(Excerpts from a dataset)
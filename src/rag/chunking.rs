//! Splits document text into overlapping chunks for ingestion.

use serde::{Deserialize, Serialize};

use crate::core::config::IngestConfig;

/// A slice of a source document, before embedding.
#[derive(Debug, Clone, PartialEq, Serialize, Deserialize)]
pub struct TextChunk {
    pub text: String,
    /// Source identifier (document path relative to the documents directory).
    pub source: String,
    /// Character offset in the original document.
    pub start_offset: usize,
    /// Chunk index within the source.
    pub chunk_index: usize,
}

pub struct TextChunker {
    chunk_size: usize,
    chunk_overlap: usize,
}

impl TextChunker {
    pub fn new(chunk_size: usize, chunk_overlap: usize) -> Self {
        Self {
            chunk_size: chunk_size.max(1),
            chunk_overlap,
        }
    }

    pub fn from_config(config: &IngestConfig) -> Self {
        Self::new(config.chunk_size, config.chunk_overlap)
    }

    /// Split text into windows of at most `chunk_size` characters. Windows
    /// that do not reach the end of the text are cut back to a sentence
    /// boundary when one falls in their last 20%. The next window starts
    /// `chunk_overlap` characters before the end of the previous cut, so every
    /// character lands in some chunk. Whitespace-only windows are dropped.
    pub fn split(&self, text: &str, source: &str) -> Vec<TextChunk> {
        let chars: Vec<char> = text.chars().collect();
        let total_chars = chars.len();
        let mut chunks = Vec::new();

        if total_chars == 0 {
            return chunks;
        }

        let mut start = 0;

        while start < total_chars {
            let end = (start + self.chunk_size).min(total_chars);
            let window: String = chars[start..end].iter().collect();

            let cut = if end < total_chars {
                find_sentence_boundary(&window)
            } else {
                window.as_str()
            };

            let trimmed = cut.trim();
            if !trimmed.is_empty() {
                let leading = cut.chars().take_while(|c| c.is_whitespace()).count();
                chunks.push(TextChunk {
                    text: trimmed.to_string(),
                    source: source.to_string(),
                    start_offset: start + leading,
                    chunk_index: chunks.len(),
                });
            }

            if end == total_chars {
                break;
            }
            let cut_end = start + cut.chars().count();
            start = cut_end.saturating_sub(self.chunk_overlap).max(start + 1);
        }

        chunks
    }
}

/// Longest prefix of `text` ending at a sentence break inside its last 20%,
/// or the whole text when there is none.
fn find_sentence_boundary(text: &str) -> &str {
    const SENTENCE_ENDINGS: [&str; 6] = [". ", "! ", "? ", ".\n", "!\n", "?\n"];

    let char_count = text.chars().count();
    let search_start = text
        .char_indices()
        .nth(char_count * 80 / 100)
        .map(|(idx, _)| idx)
        .unwrap_or(text.len());
    let search_text = &text[search_start..];

    let best = SENTENCE_ENDINGS
        .iter()
        .filter_map(|ending| search_text.rfind(ending).map(|pos| pos + ending.len()))
        .max();

    match best {
        Some(pos) => &text[..search_start + pos],
        None => text,
    }
}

### WORK TO COMPLETE
Reproduce each line from the data that has "TextChunker" in it.

### EXERCISE RESULT
pub struct TextChunker {
impl TextChunker {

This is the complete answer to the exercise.